Despite these promising findings, there are some limitations to the amplicon sequencing approach that need to be addressed. First, the pipeline described here is still time-consuming; i.e., > 12 h total for the preparation of 45 samples, PCR, sequencing, and analysis. This process can be improved by simple protocol modifications such as adding the barcode and sequencing primer sequences in the target specific primer sequences (tailed PCR) to reduce the time from sample to sequence information. Additionally, the sequencing assay can sometimes prove “too sensitive” in the sense that false positive reads are observed in the sequencing data (0.0001 to 1.0196% of total reads in samples not expected to contain those reads). This may be indicative of cross contamination of even a small aerosolized droplet during sample preparation especially when processing multiple samples (up to 45 samples in some cases) and is further exacerbated by the second PCR step required for barcoding of the samples during library preparation. We believe that this may not be an issue in scenarios where real field samples are not expected to contain multiple agents in the same sample. Establishing better procedures to minimize aerosols during sample preparation and removing the second amplification step by directly ligating barcodes onto amplicon ends or having tailed primers during PCR could remedy this issue while simultaneously reducing the total sample-to-answer time closer to 8 h. Additionally, there were some false negative PCR results at low spike levels. Differences in the assay efficiencies could have contributed to PCR false negatives. Currently, PCR efficiency of assays in individual vs multiplex format is not fully understood. We posit, that assays 14 and 29 are not as robust as their agent counterparts (assays 09, 11, and 15, and assays 23, 28, and 30, respectively). However, combination of all primer/probe sets could sufficiently alter reaction dynamics to allow for some assays to effectively compete for limited PCR reagents and suppress others such as 14 and 29. Clearly, further investigation and optimization are required for multiplex assay optimization and preventing cross contamination.

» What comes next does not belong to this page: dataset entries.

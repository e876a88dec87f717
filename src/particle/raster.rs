//! Particles to grid.
//!
//! Each cell gathers the particles around it through the spatial hash, so no
//! two threads ever write the same cell. Weights use the smooth
//! `(1 - r²/R²)²` falloff. Summed thickness is optionally pushed through a
//! smoothstep band, which merges nearby blobs the way metaballs do.

use glam::{Vec2, Vec3};

use crate::config::RasterConfig;
use crate::field::{clamp_unit, finite_vec2, smoothstep, FieldView};
use crate::layer::Layer;
use crate::ops::Falloff;
use crate::particle::hash::SpatialHash;
use crate::particle::Particle;

/// Accumulated contributions at one cell.
#[derive(Clone, Copy, Debug, Default, PartialEq)]
pub struct Sample {
    pub thickness: f32,
    pub color: Vec3,
    pub velocity: Vec2,
}

/// Gather particle contributions at a cell-space point.
pub fn gather(particles: &[Particle], hash: &SpatialHash, point: Vec2, radius: f32, config: &RasterConfig) -> Sample {
    let mut weight = 0.0;
    let mut thickness = 0.0;
    let mut color = Vec3::ZERO;
    let mut velocity = Vec2::ZERO;

    hash.for_each_candidate(point, radius, |j| {
        let p = &particles[j];
        let w = Falloff::Smooth.weight(point.distance_squared(p.position), radius);
        if w <= 0.0 {
            return;
        }
        let aw = w * p.amount;
        weight += aw;
        thickness += aw * config.thickness_scale;
        color += p.color * aw;
        velocity += p.velocity * aw;
    });

    if !(weight > 0.0) {
        return Sample::default();
    }
    let thickness = if config.metaball {
        smoothstep(config.metaball_low, config.metaball_high, thickness)
    } else {
        clamp_unit(thickness)
    };
    let color = color / weight;
    let velocity = velocity / weight;
    Sample {
        thickness,
        color: if color.is_finite() { color.clamp(Vec3::ZERO, Vec3::ONE) } else { Vec3::ZERO },
        velocity: if velocity.is_finite() { velocity } else { Vec2::ZERO },
    }
}

/// Overwrite `layer`'s scalar and velocity fields from the particles.
///
/// `hash` must have been built from `particles`. Cells whose rasterized
/// thickness is below `min_thickness` take the carrier velocity from
/// `primary`, exactly as the grid film does.
pub fn rasterize(
    particles: &[Particle],
    hash: &SpatialHash,
    h: f32,
    config: &RasterConfig,
    primary: FieldView<'_>,
    min_thickness: f32,
    layer: &mut Layer,
) {
    let radius = h * config.radius_scale;
    layer.scalar.pass(|x, y, _, out| {
        let s = gather(particles, hash, Vec2::new(x as f32, y as f32), radius, config);
        out[0] = s.color.x;
        out[1] = s.color.y;
        out[2] = s.color.z;
        out[3] = s.thickness;
    });

    let scalar = layer.scalar.view();
    let carrier = primary.width() == scalar.width() && primary.height() == scalar.height();
    layer.velocity.pass(|x, y, _, out| {
        let v = if !(scalar.last(x, y) >= min_thickness) {
            if carrier {
                finite_vec2(primary.vec2(x, y))
            } else {
                Vec2::ZERO
            }
        } else {
            gather(particles, hash, Vec2::new(x as f32, y as f32), radius, config).velocity
        };
        out[0] = v.x;
        out[1] = v.y;
    });
}
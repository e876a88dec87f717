//! Occupancy reduction on the GPU.
//!
//! One invocation per reduction block averages the smoothed coverage of the
//! field's last channel. Only the `size × size` block averages come back to
//! the CPU; the field itself is never read back.

use std::fmt;
use std::sync::Arc;

use crate::conservation::{OccupancyProbe, ReductionParams, MAX_REDUCTION_SIZE};
use crate::error::GpuError;
use crate::field::FieldView;
use crate::gpu::{await_buffer_map, FieldBufferGpu, FieldParamsGpu, GpuContext};

const WORKGROUP_SIZE: u32 = 8;
const REDUCTION_BYTES: u64 = (MAX_REDUCTION_SIZE * MAX_REDUCTION_SIZE) as u64 * 4;

/// Block-average coverage shader. Empty blocks are written as `-1`.
pub const OCCUPANCY_WGSL: &str = r#"
struct Params {
    width: u32,
    height: u32,
    channels: u32,
    size: u32,
    visibility_low: f32,
    visibility_high: f32,
    _pad0: f32,
    _pad1: f32,
};

@group(0) @binding(0) var<storage, read> field: array<f32>;
@group(0) @binding(1) var<storage, read_write> reduction: array<f32>;
@group(0) @binding(2) var<uniform> params: Params;

fn coverage(raw: f32) -> f32 {
    // NaN compares unequal to itself.
    let v = select(0.0, raw, raw == raw);
    if (params.visibility_high <= params.visibility_low) {
        return select(0.0, 1.0, v >= params.visibility_high);
    }
    return smoothstep(params.visibility_low, params.visibility_high, v);
}

@compute @workgroup_size(8, 8)
fn main(@builtin(global_invocation_id) id: vec3<u32>) {
    if (id.x >= params.size || id.y >= params.size) {
        return;
    }
    let x0 = id.x * params.width / params.size;
    let x1 = (id.x + 1u) * params.width / params.size;
    let y0 = id.y * params.height / params.size;
    let y1 = (id.y + 1u) * params.height / params.size;
    let slot = id.y * params.size + id.x;

    let count = (x1 - x0) * (y1 - y0);
    if (count == 0u) {
        reduction[slot] = -1.0;
        return;
    }

    var sum = 0.0;
    for (var y = y0; y < y1; y = y + 1u) {
        for (var x = x0; x < x1; x = x + 1u) {
            let index = (y * params.width + x) * params.channels + params.channels - 1u;
            sum = sum + coverage(field[index]);
        }
    }
    reduction[slot] = sum / f32(count);
}
"#;

/// [`OccupancyProbe`] backed by a compute pass.
///
/// A failed buffer map yields `None`, which the controller treats as a
/// degenerate measurement.
pub struct GpuOccupancyProbe {
    device: Arc<wgpu::Device>,
    queue: Arc<wgpu::Queue>,
    pipeline: wgpu::ComputePipeline,
    bind_group_layout: wgpu::BindGroupLayout,
    bind_group: Option<wgpu::BindGroup>,
    field: FieldBufferGpu,
    params_buffer: wgpu::Buffer,
    reduction_buffer: wgpu::Buffer,
    staging_buffer: wgpu::Buffer,
    reduction: Vec<f32>,
}

impl GpuOccupancyProbe {
    pub fn new(context: &GpuContext) -> Self {
        let device = &context.device;

        let shader = device.create_shader_module(wgpu::ShaderModuleDescriptor {
            label: Some("Occupancy Reduction Shader"),
            source: wgpu::ShaderSource::Wgsl(OCCUPANCY_WGSL.into()),
        });

        let bind_group_layout = device.create_bind_group_layout(&wgpu::BindGroupLayoutDescriptor {
            label: Some("Occupancy Bind Group Layout"),
            entries: &[
                wgpu::BindGroupLayoutEntry {
                    binding: 0,
                    visibility: wgpu::ShaderStages::COMPUTE,
                    ty: wgpu::BindingType::Buffer {
                        ty: wgpu::BufferBindingType::Storage { read_only: true },
                        has_dynamic_offset: false,
                        min_binding_size: None,
                    },
                    count: None,
                },
                wgpu::BindGroupLayoutEntry {
                    binding: 1,
                    visibility: wgpu::ShaderStages::COMPUTE,
                    ty: wgpu::BindingType::Buffer {
                        ty: wgpu::BufferBindingType::Storage { read_only: false },
                        has_dynamic_offset: false,
                        min_binding_size: None,
                    },
                    count: None,
                },
                wgpu::BindGroupLayoutEntry {
                    binding: 2,
                    visibility: wgpu::ShaderStages::COMPUTE,
                    ty: wgpu::BindingType::Buffer {
                        ty: wgpu::BufferBindingType::Uniform,
                        has_dynamic_offset: false,
                        min_binding_size: None,
                    },
                    count: None,
                },
            ],
        });

        let pipeline_layout = device.create_pipeline_layout(&wgpu::PipelineLayoutDescriptor {
            label: Some("Occupancy Pipeline Layout"),
            bind_group_layouts: &[&bind_group_layout],
            push_constant_ranges: &[],
        });

        let pipeline = device.create_compute_pipeline(&wgpu::ComputePipelineDescriptor {
            label: Some("Occupancy Pipeline"),
            layout: Some(&pipeline_layout),
            module: &shader,
            entry_point: Some("main"),
            compilation_options: Default::default(),
            cache: None,
        });

        let params_buffer = device.create_buffer(&wgpu::BufferDescriptor {
            label: Some("Occupancy Params Buffer"),
            size: std::mem::size_of::<FieldParamsGpu>() as u64,
            usage: wgpu::BufferUsages::UNIFORM | wgpu::BufferUsages::COPY_DST,
            mapped_at_creation: false,
        });

        let reduction_buffer = device.create_buffer(&wgpu::BufferDescriptor {
            label: Some("Occupancy Reduction Buffer"),
            size: REDUCTION_BYTES,
            usage: wgpu::BufferUsages::STORAGE | wgpu::BufferUsages::COPY_SRC,
            mapped_at_creation: false,
        });

        let staging_buffer = device.create_buffer(&wgpu::BufferDescriptor {
            label: Some("Occupancy Staging Buffer"),
            size: REDUCTION_BYTES,
            usage: wgpu::BufferUsages::MAP_READ | wgpu::BufferUsages::COPY_DST,
            mapped_at_creation: false,
        });

        Self {
            device: Arc::clone(&context.device),
            queue: Arc::clone(&context.queue),
            pipeline,
            bind_group_layout,
            bind_group: None,
            field: FieldBufferGpu::new(device, 1),
            params_buffer,
            reduction_buffer,
            staging_buffer,
            reduction: Vec::new(),
        }
    }

    /// Convenience constructor that creates its own headless context.
    pub fn headless() -> Result<Self, GpuError> {
        Ok(Self::new(&GpuContext::headless()?))
    }

    /// Per-block coverage from the most recent measurement; empty blocks are negative.
    pub fn reduction(&self) -> &[f32] {
        &self.reduction
    }

    fn rebuild_bind_group(&mut self) {
        self.bind_group = Some(self.device.create_bind_group(&wgpu::BindGroupDescriptor {
            label: Some("Occupancy Bind Group"),
            layout: &self.bind_group_layout,
            entries: &[
                wgpu::BindGroupEntry {
                    binding: 0,
                    resource: self.field.buffer().as_entire_binding(),
                },
                wgpu::BindGroupEntry {
                    binding: 1,
                    resource: self.reduction_buffer.as_entire_binding(),
                },
                wgpu::BindGroupEntry {
                    binding: 2,
                    resource: self.params_buffer.as_entire_binding(),
                },
            ],
        }));
    }

    fn read_reduction(&mut self, bytes: u64) -> Result<(), GpuError> {
        let slice = self.staging_buffer.slice(..bytes);
        let (tx, rx) = std::sync::mpsc::channel();
        slice.map_async(wgpu::MapMode::Read, move |result| {
            let _ = tx.send(result);
        });
        let _ = self.device.poll(wgpu::Maintain::Wait);
        await_buffer_map(rx)?;

        {
            let data = slice.get_mapped_range();
            self.reduction.clear();
            self.reduction.extend_from_slice(bytemuck::cast_slice(&data[..]));
        }
        self.staging_buffer.unmap();
        Ok(())
    }
}

impl OccupancyProbe for GpuOccupancyProbe {
    fn measure(&mut self, field: FieldView<'_>, params: &ReductionParams) -> Option<f32> {
        if field.is_empty() {
            self.reduction.clear();
            return Some(0.0);
        }

        let bytes = (field.data().len() * std::mem::size_of::<f32>()) as u64;
        let limit = self.device.limits().max_storage_buffer_binding_size as u64;
        if bytes > limit {
            log::warn!("Field of {} bytes exceeds GPU storage binding limit {}", bytes, limit);
            return None;
        }

        let size = params.size.clamp(1, MAX_REDUCTION_SIZE);
        let gpu_params = FieldParamsGpu {
            width: field.width() as u32,
            height: field.height() as u32,
            channels: field.channels() as u32,
            size,
            visibility_low: params.visibility_low,
            visibility_high: params.visibility_high,
            _pad: [0.0; 2],
        };
        self.queue
            .write_buffer(&self.params_buffer, 0, bytemuck::bytes_of(&gpu_params));
        if self.field.upload(&self.device, &self.queue, field) || self.bind_group.is_none() {
            self.rebuild_bind_group();
        }
        let bind_group = self.bind_group.as_ref()?;

        let readback = (size * size) as u64 * 4;
        let mut encoder = self.device.create_command_encoder(&wgpu::CommandEncoderDescriptor {
            label: Some("Occupancy Encoder"),
        });
        {
            let mut pass = encoder.begin_compute_pass(&wgpu::ComputePassDescriptor {
                label: Some("Occupancy Pass"),
                timestamp_writes: None,
            });
            pass.set_pipeline(&self.pipeline);
            pass.set_bind_group(0, bind_group, &[]);
            let groups = size.div_ceil(WORKGROUP_SIZE);
            pass.dispatch_workgroups(groups, groups, 1);
        }
        encoder.copy_buffer_to_buffer(&self.reduction_buffer, 0, &self.staging_buffer, 0, readback);
        self.queue.submit(Some(encoder.finish()));

        if let Err(e) = self.read_reduction(readback) {
            log::warn!("Occupancy readback failed: {}", e);
            return None;
        }

        let (sum, count) = self
            .reduction
            .iter()
            .filter(|v| **v >= 0.0)
            .fold((0.0f64, 0usize), |(s, n), v| (s + *v as f64, n + 1));
        if count == 0 {
            return Some(0.0);
        }
        Some((sum / count as f64) as f32)
    }

    fn name(&self) -> &str {
        "gpu"
    }
}

impl fmt::Debug for GpuOccupancyProbe {
    fn fmt(&self, f: &mut fmt::Formatter<'_>) -> fmt::Result {
        f.debug_struct("GpuOccupancyProbe")
            .field("field_capacity", &self.field.capacity())
            .field("field_layout", &self.field.layout())
            .field("reduction_blocks", &self.reduction.len())
            .finish()
    }
}
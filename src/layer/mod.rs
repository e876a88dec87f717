//! The two simulated substances.
//!
//! The primary layer is the carrier fluid: incompressible, confined, and
//! driven by impulses. The secondary layer is an immiscible film riding on
//! top of it, dragged along through [`coupling`] and shaped by its own
//! per-pixel material properties.

pub mod coupling;
pub mod primary;
pub mod secondary;
pub mod tension;

use serde::{Deserialize, Serialize};

use crate::error::FluidError;
use crate::field::Field;

pub use coupling::{coupling_factor, CouplingParams};
pub use primary::PrimaryLayer;
pub use secondary::{PaintStroke, SecondaryLayer};

/// Channels of every layer's scalar field. The last one is the conserved quantity.
pub const SCALAR_CHANNELS: usize = 4;

/// Identifies one of the two layers.
#[derive(Clone, Copy, Debug, PartialEq, Eq, Hash, Serialize, Deserialize)]
pub enum LayerId {
    Primary,
    Secondary,
}

/// Velocity plus scalar payload of one substance.
#[derive(Clone, Debug)]
pub struct Layer {
    /// Two channels, cells per second.
    pub velocity: Field,
    /// Four channels; the last one is concentration or thickness.
    pub scalar: Field,
}

impl Layer {
    /// Allocate zeroed fields.
    pub fn new(width: usize, height: usize) -> Result<Self, FluidError> {
        Ok(Self {
            velocity: Field::new(width, height, 2)?,
            scalar: Field::new(width, height, SCALAR_CHANNELS)?,
        })
    }

    /// Bilinearly resample both fields into a new layer.
    pub fn resampled(&self, width: usize, height: usize) -> Result<Self, FluidError> {
        let sx = width as f32 / self.velocity.width().max(1) as f32;
        let sy = height as f32 / self.velocity.height().max(1) as f32;
        let mut velocity = self.velocity.resampled(width, height)?;
        // Velocity is in cells per second, so it scales with the grid.
        velocity.pass(|x, y, src, out| {
            out[0] = src.at(x, y, 0) * sx;
            out[1] = src.at(x, y, 1) * sy;
        });
        Ok(Self {
            velocity,
            scalar: self.scalar.resampled(width, height)?,
        })
    }

    pub fn width(&self) -> usize {
        self.velocity.width()
    }

    pub fn height(&self) -> usize {
        self.velocity.height()
    }
}

#[cfg(test)]
mod tests {
    use super::*;

    #[test]
    fn test_layer_resample_scales_velocity() {
        let mut layer = Layer::new(8, 8).unwrap();
        layer.velocity.fill(&[1.0, 2.0]);
        layer.scalar.fill(&[0.1, 0.2, 0.3, 0.4]);
        let bigger = layer.resampled(16, 4).unwrap();
        let v = bigger.velocity.view().vec2(3, 2);
        assert!((v.x - 2.0).abs() < 1e-5);
        assert!((v.y - 1.0).abs() < 1e-5);
        assert!((bigger.scalar.view().last(5, 1) - 0.4).abs() < 1e-6);
    }

    #[test]
    fn test_layer_resample_to_zero() {
        let layer = Layer::new(8, 8).unwrap();
        let empty = layer.resampled(0, 0).unwrap();
        assert_eq!(empty.width(), 0);
        assert!(empty.scalar.is_empty());
    }
}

Current error rates (at the time of experiment) of the R9 ONT flowcell is approximately 5–10%. In other words, approximately one in every ten base calls is expected to be incorrect. Since our amplicons are ~ 100 bps, that leaves around 90 bps for alignment to the limited database of reference amplicon sequences, which does not pose a problem for miss-identification if used in conjunction with an appropriate mapping quality filter. In this study, a MAPQ filter of 60 was applied to all alignments, which is the absolute highest MAPQ reported for an alignment made using the BWA algorithm. Additionally, with our high sequencing depth, we could identify SNPs within a detected amplicon.

Analysis of target amplicon sequences

There are some advantages to the amplicon sequencing approach for pathogen detection that are not provided by traditional real time PCR assays; for example, detection of engineered threats and natural variants, plus very high multiplex and high-throughput. In addition to simple detection of specific amplicons via read mapping to amplicon sequences, an analysis of variation within each amplicon region can be performed to assess natural variants or engineered threats. In our work, the amplicon sequences (the same set used in the BWA reference database) were mapped to sets of whole genome sequences of the spiked organisms. Detailed results of amplicon sequence alignment are presented in Table 7.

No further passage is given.